_INFORMATION SHOWN_
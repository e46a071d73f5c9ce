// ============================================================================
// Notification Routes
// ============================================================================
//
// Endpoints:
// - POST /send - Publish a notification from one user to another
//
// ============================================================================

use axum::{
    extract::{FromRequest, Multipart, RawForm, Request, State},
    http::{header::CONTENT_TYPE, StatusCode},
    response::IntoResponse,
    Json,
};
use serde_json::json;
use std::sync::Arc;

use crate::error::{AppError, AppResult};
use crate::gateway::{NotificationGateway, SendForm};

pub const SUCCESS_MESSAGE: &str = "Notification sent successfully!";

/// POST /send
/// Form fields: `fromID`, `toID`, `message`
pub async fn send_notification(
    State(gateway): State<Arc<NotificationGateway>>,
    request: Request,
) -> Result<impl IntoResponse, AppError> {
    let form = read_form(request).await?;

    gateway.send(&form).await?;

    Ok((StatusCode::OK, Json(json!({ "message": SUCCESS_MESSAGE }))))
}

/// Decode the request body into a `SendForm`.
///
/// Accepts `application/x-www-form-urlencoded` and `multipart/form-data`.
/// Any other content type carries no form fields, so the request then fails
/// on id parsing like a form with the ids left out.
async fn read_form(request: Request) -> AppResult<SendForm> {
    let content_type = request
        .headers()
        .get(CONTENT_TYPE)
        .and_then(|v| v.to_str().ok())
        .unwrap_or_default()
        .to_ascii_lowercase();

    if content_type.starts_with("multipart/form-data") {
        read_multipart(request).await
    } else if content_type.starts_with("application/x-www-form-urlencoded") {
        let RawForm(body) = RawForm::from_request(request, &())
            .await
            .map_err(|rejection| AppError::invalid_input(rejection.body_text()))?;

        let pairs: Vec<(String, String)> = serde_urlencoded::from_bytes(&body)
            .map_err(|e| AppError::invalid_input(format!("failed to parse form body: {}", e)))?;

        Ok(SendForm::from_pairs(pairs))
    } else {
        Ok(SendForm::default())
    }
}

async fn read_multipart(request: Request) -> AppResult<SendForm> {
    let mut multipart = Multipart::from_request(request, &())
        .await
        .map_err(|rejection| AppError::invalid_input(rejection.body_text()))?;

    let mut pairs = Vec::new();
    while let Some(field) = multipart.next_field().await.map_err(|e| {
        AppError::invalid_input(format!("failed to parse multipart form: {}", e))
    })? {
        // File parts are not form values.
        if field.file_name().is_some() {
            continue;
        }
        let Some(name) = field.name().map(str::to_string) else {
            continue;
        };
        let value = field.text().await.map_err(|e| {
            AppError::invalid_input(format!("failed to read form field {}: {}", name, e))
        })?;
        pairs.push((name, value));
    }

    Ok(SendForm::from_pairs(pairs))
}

_WHAT IS REQUIRED_
From the line that contains "while let Some(field)" down to the final line of the entries, print every line exactly as it is, and only those lines.

_ANSWER TO THE EXERCISE_
    while let Some(field) = multipart.next_field().await.map_err(|e| {
        AppError::invalid_input(format!("failed to parse multipart form: {}", e))
    })? {
        // File parts are not form values.
        if field.file_name().is_some() {
            continue;
        }
        let Some(name) = field.name().map(str::to_string) else {
            continue;
        };
        let value = field.text().await.map_err(|e| {
            AppError::invalid_input(format!("failed to read form field {}: {}", name, e))
        })?;
        pairs.push((name, value));
    }

    Ok(SendForm::from_pairs(pairs))
}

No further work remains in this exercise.